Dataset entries
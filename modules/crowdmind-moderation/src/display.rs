//! Read-side helpers for showing analysed comments.
//!
//! Ordering is a view: it returns positions into the stored sequence and
//! never reorders the sequence itself.

use std::cmp::Reverse;

use crowdmind_common::{AnalysisStatus, Comment, CommentAnalysis, Thread};

/// Comment positions ordered by descending relevance. Comments without a
/// completed relevance score come last; ties keep their stored order.
pub fn relevance_order(comments: &[Comment]) -> Vec<usize> {
    let mut order: Vec<usize> = (0..comments.len()).collect();
    order.sort_by_key(|&i| Reverse(display_score(&comments[i].analysis)));
    order
}

fn display_score(analysis: &CommentAnalysis) -> Option<u8> {
    match analysis.relevance_status {
        AnalysisStatus::Completed => analysis.relevance_score,
        _ => None,
    }
}

pub fn analysis_at(thread: &Thread, comment_index: usize) -> Option<&CommentAnalysis> {
    thread.comments.get(comment_index).map(|c| &c.analysis)
}

#[cfg(test)]
mod tests {
    use super::*;

    fn scored(text: &str, score: Option<u8>) -> Comment {
        let mut comment = Comment::new("user", text);
        if let Some(score) = score {
            comment.analysis.relevance_score = Some(score);
            comment.analysis.relevance_status = AnalysisStatus::Completed;
        }
        comment
    }

    #[test]
    fn highest_relevance_first_unscored_last() {
        let comments = vec![
            scored("a", Some(20)),
            scored("b", None),
            scored("c", Some(90)),
            scored("d", Some(55)),
        ];
        assert_eq!(relevance_order(&comments), vec![2, 3, 0, 1]);
    }

    #[test]
    fn ties_keep_stored_order() {
        let comments = vec![
            scored("a", Some(60)),
            scored("b", None),
            scored("c", Some(60)),
            scored("d", None),
        ];
        assert_eq!(relevance_order(&comments), vec![0, 2, 1, 3]);
    }

    #[test]
    fn failed_relevance_with_stale_score_sorts_as_unscored() {
        let mut failed = scored("a", Some(99));
        failed.analysis.relevance_status = AnalysisStatus::Failed;
        let comments = vec![failed, scored("b", Some(10))];
        assert_eq!(relevance_order(&comments), vec![1, 0]);
    }

    #[test]
    fn ordering_leaves_stored_sequence_alone() {
        let mut thread = Thread::new("t1", "Thread");
        thread.push_comment(scored("low", Some(5)));
        thread.push_comment(scored("high", Some(95)));
        let before = thread.comments.clone();

        let order = relevance_order(&thread.comments);

        assert_eq!(order, vec![1, 0]);
        assert_eq!(thread.comments, before);
        assert_eq!(analysis_at(&thread, 1).unwrap().relevance_score, Some(95));
        assert!(analysis_at(&thread, 2).is_none());
    }
}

**ABOUT THIS EXERCISE**. Of the records above, copy each line that includes "text".

**THE COMPLETED TASK**.
    fn scored(text: &str, score: Option<u8>) -> Comment {
        let mut comment = Comment::new("user", text);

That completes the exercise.